Ulster's primary heavyweights meet in a much anticipated Ulster quarter-final in Omagh on Sunday with McConville convinced the winners will claim provincial honours.
He also feels Armagh are improving sufficiently to win a first Ulster Championship match since 2014 and can improve on a miserable provincial record that has yielded just three wins and a draw in the 13 games they have played since their last title in 2008. But McConville is damning in his assessment of the quality of his own province.
"The last three years in Ulster has been a huge disappointment. The quality of football, people have turned off in their droves.
"Tyrone-Monaghan is a massive game, akin to Mayo and Galway, that's how big it is. Whoever comes out of that will be Ulster champions. They have a nice pathway to the latter stages of the championship. But whoever loses that has got a dogfight on their hands. I fancy Monaghan. They've used a huge amount of players (in the league). Malachy O'Rourke is the one manager who has immediately reacted to the fact that he is going to need a squad as the year goes on," said McConville.
"Tyrone are probably now as one-dimensional as they have ever been. They still have super players, they still can tear teams apart as they did when walking through Ulster last year. They have no real outlet now, no physicality up front because Seán Cavanagh is gone."
McConville feels Armagh lost ground with their failure to come out of Division 3 in 2017.
They made no mistake this time but the delay has cost them 12 months in development, says the former All-Ireland winner at club and county level, speaking at the recent launch of RTé's Championship coverage.
"Armagh have definitely made progress.
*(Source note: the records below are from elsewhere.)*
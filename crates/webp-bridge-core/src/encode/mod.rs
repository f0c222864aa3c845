//! WebP encoding for the bridge.
//!
//! This module provides functionality for:
//! - Validating 4-byte-per-pixel buffers (RGBA, or RGBX for opaque images)
//! - Configuring libwebp (drawing preset, lossy quality 90, lossless level 2)
//! - Streaming the compressed output through a chunked sink writer
//!
//! # Architecture
//!
//! Encoding is synchronous and single-threaded. libwebp calls back into the
//! writer as it produces output, and each piece is pushed to the sink before
//! libwebp continues.
//!
//! # Examples
//!
//! ```ignore
//! use webp_bridge_core::encode::encode_webp;
//!
//! let pixels = vec![128u8; 100 * 100 * 4]; // Gray RGBA image
//! let mut file = std::fs::File::create("page.webp").unwrap();
//! let written = encode_webp(&pixels, 100, 100, 400, true, false, &mut file).unwrap();
//! println!("Wrote {} bytes", written.bytes);
//! ```

mod types;
mod webp;

pub use types::{
    EncodeError, EncodeOptions, PixelBuffer, PixelLayout, BYTES_PER_PIXEL, LOSSLESS_LEVEL,
    LOSSY_QUALITY, MAX_DIMENSION,
};
pub use webp::{encode_webp, encode_webp_with};
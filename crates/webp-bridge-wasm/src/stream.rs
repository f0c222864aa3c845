//! JavaScript output streams and staging buffers.
//!
//! A JavaScript sink is any object with a `write(buffer, offset, length)`
//! method, the shape of a Java-style `OutputStream`. Chunks are staged in a
//! `Uint8Array` that lives in JavaScript memory and is reused for every
//! call, so the sink only ever sees that one buffer.

use std::fmt;

use js_sys::{Function, Reflect, Uint8Array};
use wasm_bindgen::prelude::*;
use wasm_bindgen::JsCast;
use webp_bridge_core::{Sink, Staging, StagingOverflow};

/// A failure raised by JavaScript, rendered as text.
#[derive(Debug, Clone, PartialEq, Eq)]
pub struct JsFailure(pub String);

impl JsFailure {
    pub(crate) fn from_js(value: &JsValue) -> Self {
        Self(
            value
                .as_string()
                .unwrap_or_else(|| format!("{:?}", value)),
        )
    }
}

impl fmt::Display for JsFailure {
    fn fmt(&self, f: &mut fmt::Formatter<'_>) -> fmt::Result {
        f.write_str(&self.0)
    }
}

/// Staging buffer backed by a JavaScript `Uint8Array`.
pub struct JsStaging(Uint8Array);

impl JsStaging {
    pub fn with_capacity(capacity: usize) -> Self {
        Self(Uint8Array::new_with_length(capacity as u32))
    }

    pub fn array(&self) -> &Uint8Array {
        &self.0
    }
}

impl Staging for JsStaging {
    type Error = StagingOverflow;

    fn capacity(&self) -> usize {
        self.0.length() as usize
    }

    fn fill(&mut self, chunk: &[u8]) -> Result<(), StagingOverflow> {
        let capacity = self.capacity();
        if chunk.len() > capacity {
            return Err(StagingOverflow {
                requested: chunk.len(),
                capacity,
            });
        }
        self.0.subarray(0, chunk.len() as u32).copy_from(chunk);
        Ok(())
    }
}

/// A JavaScript object exposing `write(buffer, offset, length)`.
pub struct JsOutputStream {
    target: JsValue,
    write: Function,
}

impl JsOutputStream {
    /// Look up the `write` method on `target`.
    pub fn from_js(target: JsValue) -> Result<Self, JsValue> {
        if !target.is_object() {
            return Err(JsValue::from_str("Output stream must be an object"));
        }
        let write = Reflect::get(&target, &JsValue::from_str("write"))?
            .dyn_into::<Function>()
            .map_err(|_| JsValue::from_str("Output stream has no write(buffer, offset, length) method"))?;
        Ok(Self { target, write })
    }
}

impl Sink<JsStaging> for JsOutputStream {
    type Error = JsFailure;

    fn write(&mut self, staging: &JsStaging, offset: usize, length: usize) -> Result<(), JsFailure> {
        self.write
            .call3(
                &self.target,
                staging.array(),
                &JsValue::from(offset as u32),
                &JsValue::from(length as u32),
            )
            .map(|_| ())
            .map_err(|e| JsFailure::from_js(&e))
    }
}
It's just a pity we didn't get out of Division 3 last year.
"That would have made a huge difference to us seeing what we are like at that higher standard. I think that has come back and bit us in the ass big time. Armagh expected to beat Down in the championship last year. Down just had that little bit too much quality and you could see that they were playing at a slightly higher level than what Armagh were.
"There's a real opportunity to win a game in Ulster, that would be a major start which they haven't done in three years so you don't want that extending any further. Fermanagh and Armagh seem really evenly matched. There doesn't seem to be much between them but again, it's a game that you're looking at and thinking that Armagh can realistically win."
McConvillet feels Armagh have played "really attractive football" up to now but are faced with a "quandary" on the cusp of a championship campaign.
"The unfortunate thing about playing attractive football is that it's nearly like the Premiership and the Championship, there's a huge difference in trying to play that attractive football when you get up a division or you start playing championship. That's where the problem lies, do you stick or do you twist?" he asked.
"Do you continue to do what you have done that has worked for you all year or do you go slightly more defensive and hope to hold the likes of Monaghan or Tyrone if you are playing them."
Winning an Ulster Championship game and making Super Eights would represent further progress for Armagh but making that elite group in July would really challenge them, he feels.
"I fear for teams like Armagh who don't have the squads of others because I think that is really going to stretch them."
But he has emphasised how winning an Ulster Championship match is their biggest priority for the season.